Cancer is often referred to as “smart,” and this term often refers to the ability of these cells to proliferate without purpose or restraint.
The ability of cancer cells to develop multidrug resistance (MDR), a major problem that patients can face, making treatment against this disease even more elusive.
In an effort to combat both cancer cell proliferation and MDR, a recent study conducted by researchers from the National Health Research Institutes of Taiwan and the National Science Council of Taiwan have developed a nanosystem capable of addressing both challenges in the field of cancer therapy.
Drug Resistance and Cancer
Patients with several forms of blood cancer and solid tumors in the breast, ovaries, lungs and lower gastrointestinal tract can become untreatable as a result of multidrug resistance (MDR).
In MDR, the cancer cells of these patients become resistant to commonly used therapeutic drugs as a result of an overexpression of ATP-binding cassette (ABC) transporters that effectively push out drug molecules following administration.
P-glycoprotein and what is termed as the multidrug resistance-associated protein (MRP) are two of the most studied pumps present in cancer cells that are capable of rejecting chemotherapeutic drugs.
By avoiding the toxic effects of these drugs, cancer cells are able to continue to proliferate and metastasize to other organs of the body.
Unfortunately, some of the most commonly used cancer therapeutic drugs such as colchicine, vinblastine, doxorubicin, etoposide, paclitaxel, certain vinca alkaloids and other small molecules have shown resistance in various cancer cells.
Current research efforts in the field of anticancer drug discovery have looked towards the administration of combinatorial technology to be administered with cancer to effectively prevent cancer cells from physically removing therapeutic drugs when administered together.
While blocking the action of pumps like MRP and P-glycoprotein has shown some efficacy, transcription factors, such as c-Jun, which plays a role in cell, proliferation and MDR, can still potentiate metastasis.
Therefore, there remains a need to develop cancer therapies that work against drug resistance and simultaneously prevent further metastasis.
The Efficacy of Administering Doxorubicin Mesoporous Silica Nanoparticles (MSNs)

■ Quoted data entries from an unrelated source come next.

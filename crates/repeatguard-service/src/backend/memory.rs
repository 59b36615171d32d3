use std::sync::Arc;
use std::time::{Duration, Instant};

use async_trait::async_trait;
use moka::ops::compute::{CompResult, Op};

use crate::error::BackendError;

use super::Backend;

/// An item saved in the in-memory moka cache.
#[derive(Clone, Debug)]
struct InMemoryItem {
    /// When this item expires.
    deadline: Instant,
    /// The stored value.
    value: Arc<str>,
}

impl InMemoryItem {
    fn new(value: &str, ttl: Duration, now: Instant) -> Self {
        Self {
            deadline: now + ttl,
            value: value.into(),
        }
    }

    /// moka evicts expired items lazily, so every access double-checks the deadline.
    fn is_alive(&self, now: Instant) -> bool {
        self.deadline > now
    }
}

/// A struct implementing [`moka::Expiry`] that uses the [`InMemoryItem`] [`Instant`] as the explicit
/// expiration time.
struct ItemExpiration;

/// Returns the duration between the `current_time` and `target_time` in the future.
/// In case the `target_time` is already elapsed (it is in the past relative to `current_time`), this
/// will return `Some(ZERO)`.
fn saturating_duration_since(current_time: Instant, target_time: Instant) -> Option<Duration> {
    Some(
        target_time
            .checked_duration_since(current_time)
            .unwrap_or_default(),
    )
}

impl moka::Expiry<String, InMemoryItem> for ItemExpiration {
    fn expire_after_create(
        &self,
        _key: &String,
        value: &InMemoryItem,
        current_time: Instant,
    ) -> Option<Duration> {
        saturating_duration_since(current_time, value.deadline)
    }

    fn expire_after_update(
        &self,
        _key: &String,
        value: &InMemoryItem,
        current_time: Instant,
        _current_duration: Option<Duration>,
    ) -> Option<Duration> {
        saturating_duration_since(current_time, value.deadline)
    }
}

/// A process-local [`Backend`].
///
/// All primitives are implemented on top of moka's atomic compute API, which makes
/// [`set_nx`](Backend::set_nx) atomic across all tasks and threads sharing this backend. State is
/// not shared across processes.
#[derive(Clone)]
pub struct InMemoryBackend {
    cache: moka::sync::Cache<String, InMemoryItem>,
}

impl std::fmt::Debug for InMemoryBackend {
    fn fmt(&self, f: &mut std::fmt::Formatter<'_>) -> std::fmt::Result {
        f.debug_struct("InMemoryBackend")
            .field("entries", &self.cache.entry_count())
            .finish()
    }
}

impl Default for InMemoryBackend {
    fn default() -> Self {
        Self::new(1024 * 1024)
    }
}

impl InMemoryBackend {
    pub fn new(max_capacity: u64) -> Self {
        let cache = moka::sync::Cache::builder()
            .max_capacity(max_capacity)
            .name("repeatguard")
            .expire_after(ItemExpiration)
            .build();
        Self { cache }
    }

    /// Returns how long `key` still lives, or `None` if it does not exist.
    pub fn remaining_ttl(&self, key: &str) -> Option<Duration> {
        let now = Instant::now();
        self.cache
            .get(key)
            .filter(|item| item.is_alive(now))
            .map(|item| item.deadline - now)
    }
}

#[async_trait]
impl Backend for InMemoryBackend {
    async fn set_nx(&self, key: &str, value: &str, ttl: Duration) -> Result<bool, BackendError> {
        let now = Instant::now();
        let result = self
            .cache
            .entry_by_ref(key)
            .and_compute_with(|entry| match entry {
                Some(entry) if entry.value().is_alive(now) => Op::Nop,
                _ => Op::Put(InMemoryItem::new(value, ttl, now)),
            });

        Ok(matches!(
            result,
            CompResult::Inserted(_) | CompResult::ReplacedWith(_)
        ))
    }

    async fn exists(&self, key: &str) -> Result<bool, BackendError> {
        let now = Instant::now();
        Ok(self
            .cache
            .get(key)
            .is_some_and(|item| item.is_alive(now)))
    }

    async fn get(&self, key: &str) -> Result<Option<String>, BackendError> {
        let now = Instant::now();
        Ok(self
            .cache
            .get(key)
            .filter(|item| item.is_alive(now))
            .map(|item| item.value.to_string()))
    }

    async fn expire(&self, key: &str, ttl: Duration) -> Result<(), BackendError> {
        let now = Instant::now();
        self.cache
            .entry_by_ref(key)
            .and_compute_with(|entry| match entry {
                Some(entry) if entry.value().is_alive(now) => {
                    let value = Arc::clone(&entry.value().value);
                    Op::Put(InMemoryItem {
                        deadline: now + ttl,
                        value,
                    })
                }
                _ => Op::Nop,
            });
        Ok(())
    }

    async fn del(&self, key: &str) -> Result<bool, BackendError> {
        let now = Instant::now();
        let result = self
            .cache
            .entry_by_ref(key)
            .and_compute_with(|entry| match entry {
                Some(_) => Op::Remove,
                None => Op::Nop,
            });

        Ok(match result {
            CompResult::Removed(entry) => entry.value().is_alive(now),
            _ => false,
        })
    }

    fn name(&self) -> &'static str {
        "memory"
    }
}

Mesoporous silica nanoparticles (MSNs) are well-documented drug delivery vehicles that allow for a high drug loading capacity with minimal side effects upon administration.
The tunable size properties, thermal stability, photostability and ease of functionalization to different applications make MSNs one of the most promising options for therapeutic delivery systems.
In the recent study published in Nano Futures, the group of scientists led by Leu-Wei Lo covalently conjugated MSNs with doxorubicin and tested the ability of these nanosystems to be taken up by cancer cells in vitro.
The PC-3 cell line of metastatic human prostate carcinoma cells were treated with 100 μg/ml of either Dox-MSNs that were conjugated with DNAzyme, (Dox-MSN-Dz), Dox-MSNs or control MSNs for 24 hours to study the ability of these cells to survive following treatment.
The researchers found the Dox-MSN-Dz reduced cell survival rates by over 80%, whereas the Dox-MSNs alone still reduced cell survival rates by 60%.
The results of this study confirm the therapeutic potential of the developed multifunctional nanosystem, which incorporates doxorubicin, a widely used chemotherapeutic drug, MSNs and DNAzyme.
Not only did this nanosystem improve the cytotoxicity of doxorubicin to a resistance cancer cell line, but it also successfully reduced migration of cancer cells by inhibiting c-Jun.
While further in vivo studies need to be conducted to fully evaluate the ability of Dox-MSN-Dz to prevent metastasis and invade highly resistance cancer cells, the results of this study are promising.
Future research initiatives that incorporate different chemotherapeutic drugs into a similar nanosystem design could also show similar bifunctional properties as presented here.
1 “A co-delivery nanosystem of chemotherapeutics and DNAzyme overcomes cancer drug resistance and metastasis” S. Sun, C. Liu, et al. Nano Futures. (2017). DOI: 10.1088/2399-1984/aa996f.